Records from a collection
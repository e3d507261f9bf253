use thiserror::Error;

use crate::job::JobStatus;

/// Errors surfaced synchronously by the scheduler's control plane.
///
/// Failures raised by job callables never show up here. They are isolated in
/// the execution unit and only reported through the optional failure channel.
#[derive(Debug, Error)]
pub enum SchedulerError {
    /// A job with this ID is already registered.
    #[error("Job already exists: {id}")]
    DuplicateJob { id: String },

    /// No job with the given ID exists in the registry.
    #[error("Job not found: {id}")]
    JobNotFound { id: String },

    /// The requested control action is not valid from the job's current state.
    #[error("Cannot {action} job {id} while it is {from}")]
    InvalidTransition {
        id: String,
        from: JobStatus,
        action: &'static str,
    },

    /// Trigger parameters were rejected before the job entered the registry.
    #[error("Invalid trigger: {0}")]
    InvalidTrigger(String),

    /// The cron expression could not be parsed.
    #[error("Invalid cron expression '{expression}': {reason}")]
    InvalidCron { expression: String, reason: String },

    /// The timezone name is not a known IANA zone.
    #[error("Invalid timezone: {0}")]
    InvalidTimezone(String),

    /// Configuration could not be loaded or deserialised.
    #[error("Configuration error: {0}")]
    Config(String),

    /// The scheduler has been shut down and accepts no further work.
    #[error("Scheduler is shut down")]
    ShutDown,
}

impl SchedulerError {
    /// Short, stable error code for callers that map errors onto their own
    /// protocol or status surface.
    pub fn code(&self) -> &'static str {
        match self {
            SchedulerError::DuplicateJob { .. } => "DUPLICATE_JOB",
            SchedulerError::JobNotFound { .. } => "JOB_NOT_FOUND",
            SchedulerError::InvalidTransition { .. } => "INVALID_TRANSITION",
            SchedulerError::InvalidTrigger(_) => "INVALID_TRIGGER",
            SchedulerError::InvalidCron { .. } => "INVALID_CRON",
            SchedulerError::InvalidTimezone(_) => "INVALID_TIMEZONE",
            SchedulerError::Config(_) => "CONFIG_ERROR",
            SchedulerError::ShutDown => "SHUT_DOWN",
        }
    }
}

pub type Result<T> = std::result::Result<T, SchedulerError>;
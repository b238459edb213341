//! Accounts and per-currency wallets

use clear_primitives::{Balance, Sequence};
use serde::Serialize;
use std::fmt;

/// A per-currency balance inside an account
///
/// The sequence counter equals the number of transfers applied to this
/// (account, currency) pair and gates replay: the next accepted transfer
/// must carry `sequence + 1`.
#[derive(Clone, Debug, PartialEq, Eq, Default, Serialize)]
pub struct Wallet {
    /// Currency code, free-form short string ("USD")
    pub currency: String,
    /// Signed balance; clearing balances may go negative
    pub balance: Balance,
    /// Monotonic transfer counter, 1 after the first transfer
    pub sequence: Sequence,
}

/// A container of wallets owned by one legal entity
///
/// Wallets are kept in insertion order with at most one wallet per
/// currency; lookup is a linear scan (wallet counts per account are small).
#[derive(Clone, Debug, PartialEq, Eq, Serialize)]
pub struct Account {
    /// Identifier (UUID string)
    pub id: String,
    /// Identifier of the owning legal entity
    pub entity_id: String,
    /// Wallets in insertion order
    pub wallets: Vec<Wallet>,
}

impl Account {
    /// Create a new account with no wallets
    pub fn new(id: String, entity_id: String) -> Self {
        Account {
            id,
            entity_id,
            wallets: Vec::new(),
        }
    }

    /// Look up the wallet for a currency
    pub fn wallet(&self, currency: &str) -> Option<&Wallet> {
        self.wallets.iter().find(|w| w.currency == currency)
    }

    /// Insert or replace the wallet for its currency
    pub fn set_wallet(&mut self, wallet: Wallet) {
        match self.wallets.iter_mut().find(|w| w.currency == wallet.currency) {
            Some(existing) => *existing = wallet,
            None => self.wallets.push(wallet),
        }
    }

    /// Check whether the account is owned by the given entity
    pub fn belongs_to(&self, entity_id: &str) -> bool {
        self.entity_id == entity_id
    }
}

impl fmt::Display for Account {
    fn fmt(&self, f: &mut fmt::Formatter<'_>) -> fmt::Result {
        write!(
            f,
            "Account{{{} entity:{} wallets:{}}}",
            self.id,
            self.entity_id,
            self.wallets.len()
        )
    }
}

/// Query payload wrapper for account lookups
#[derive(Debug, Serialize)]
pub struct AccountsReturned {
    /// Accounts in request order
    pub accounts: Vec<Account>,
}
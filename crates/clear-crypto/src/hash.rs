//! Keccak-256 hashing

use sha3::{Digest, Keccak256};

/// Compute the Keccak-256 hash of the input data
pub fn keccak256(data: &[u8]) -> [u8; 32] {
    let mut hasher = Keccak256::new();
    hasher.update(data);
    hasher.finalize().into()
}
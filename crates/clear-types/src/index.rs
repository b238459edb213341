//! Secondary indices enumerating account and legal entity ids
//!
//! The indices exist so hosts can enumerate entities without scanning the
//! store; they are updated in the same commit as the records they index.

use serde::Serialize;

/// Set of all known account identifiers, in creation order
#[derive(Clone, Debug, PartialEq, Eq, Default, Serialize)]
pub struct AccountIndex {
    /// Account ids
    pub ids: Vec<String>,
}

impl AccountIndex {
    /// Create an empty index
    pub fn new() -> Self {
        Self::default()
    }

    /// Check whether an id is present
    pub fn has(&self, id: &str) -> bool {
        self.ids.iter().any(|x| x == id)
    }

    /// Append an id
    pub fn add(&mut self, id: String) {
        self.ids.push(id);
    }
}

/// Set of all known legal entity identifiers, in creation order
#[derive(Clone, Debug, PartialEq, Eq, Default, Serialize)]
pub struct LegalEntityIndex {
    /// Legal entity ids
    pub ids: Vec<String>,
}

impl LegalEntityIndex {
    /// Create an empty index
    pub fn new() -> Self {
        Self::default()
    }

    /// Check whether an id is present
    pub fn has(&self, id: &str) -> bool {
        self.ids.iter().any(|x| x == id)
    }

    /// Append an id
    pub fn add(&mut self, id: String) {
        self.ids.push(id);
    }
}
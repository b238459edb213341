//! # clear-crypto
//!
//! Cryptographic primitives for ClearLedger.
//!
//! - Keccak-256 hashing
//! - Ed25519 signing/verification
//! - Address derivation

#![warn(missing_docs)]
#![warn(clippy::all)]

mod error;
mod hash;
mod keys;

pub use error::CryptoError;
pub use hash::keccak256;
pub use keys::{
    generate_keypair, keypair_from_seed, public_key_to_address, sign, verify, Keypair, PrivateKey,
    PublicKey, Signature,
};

--

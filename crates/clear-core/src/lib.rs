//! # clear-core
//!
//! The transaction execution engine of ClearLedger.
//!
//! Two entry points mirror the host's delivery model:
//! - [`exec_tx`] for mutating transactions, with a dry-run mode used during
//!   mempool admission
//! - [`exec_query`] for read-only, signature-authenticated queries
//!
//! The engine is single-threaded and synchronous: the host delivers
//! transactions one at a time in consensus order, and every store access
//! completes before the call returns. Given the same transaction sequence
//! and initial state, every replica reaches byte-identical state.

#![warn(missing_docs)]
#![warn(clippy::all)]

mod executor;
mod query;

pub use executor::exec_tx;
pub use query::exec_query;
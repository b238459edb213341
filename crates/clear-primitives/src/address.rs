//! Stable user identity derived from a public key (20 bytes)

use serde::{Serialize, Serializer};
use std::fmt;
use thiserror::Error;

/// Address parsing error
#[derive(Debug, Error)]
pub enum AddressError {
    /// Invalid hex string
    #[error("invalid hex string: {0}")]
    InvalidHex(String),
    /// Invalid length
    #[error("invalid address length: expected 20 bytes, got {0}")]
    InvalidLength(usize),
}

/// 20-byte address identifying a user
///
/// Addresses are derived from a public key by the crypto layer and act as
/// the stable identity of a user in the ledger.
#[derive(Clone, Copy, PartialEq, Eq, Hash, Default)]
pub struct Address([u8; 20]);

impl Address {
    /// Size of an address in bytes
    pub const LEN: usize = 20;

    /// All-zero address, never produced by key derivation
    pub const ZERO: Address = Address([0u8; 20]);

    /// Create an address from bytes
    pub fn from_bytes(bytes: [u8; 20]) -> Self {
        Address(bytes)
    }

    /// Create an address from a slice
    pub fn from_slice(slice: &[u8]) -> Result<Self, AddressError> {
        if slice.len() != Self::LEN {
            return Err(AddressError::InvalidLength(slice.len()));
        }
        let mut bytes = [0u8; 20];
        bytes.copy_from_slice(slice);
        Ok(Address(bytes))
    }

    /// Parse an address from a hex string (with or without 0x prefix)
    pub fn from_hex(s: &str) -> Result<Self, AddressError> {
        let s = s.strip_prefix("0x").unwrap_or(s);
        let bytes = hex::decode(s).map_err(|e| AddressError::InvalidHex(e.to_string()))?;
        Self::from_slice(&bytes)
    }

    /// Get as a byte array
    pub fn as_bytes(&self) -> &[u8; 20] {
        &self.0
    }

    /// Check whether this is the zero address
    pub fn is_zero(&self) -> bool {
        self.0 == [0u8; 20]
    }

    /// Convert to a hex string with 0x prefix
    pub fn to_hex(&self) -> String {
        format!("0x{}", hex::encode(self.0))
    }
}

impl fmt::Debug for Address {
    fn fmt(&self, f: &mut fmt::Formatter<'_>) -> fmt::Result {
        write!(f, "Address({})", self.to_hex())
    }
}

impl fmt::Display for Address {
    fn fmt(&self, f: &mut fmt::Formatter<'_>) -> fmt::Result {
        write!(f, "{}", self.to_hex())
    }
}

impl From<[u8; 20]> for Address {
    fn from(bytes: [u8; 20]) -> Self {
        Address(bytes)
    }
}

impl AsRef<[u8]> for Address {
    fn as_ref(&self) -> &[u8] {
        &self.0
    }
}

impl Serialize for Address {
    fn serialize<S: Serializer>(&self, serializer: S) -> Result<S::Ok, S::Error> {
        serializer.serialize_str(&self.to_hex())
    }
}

* Aim of the task: Count every line of the records above in which the string "match" appears. The number alone is to be given.

* Answer box: 2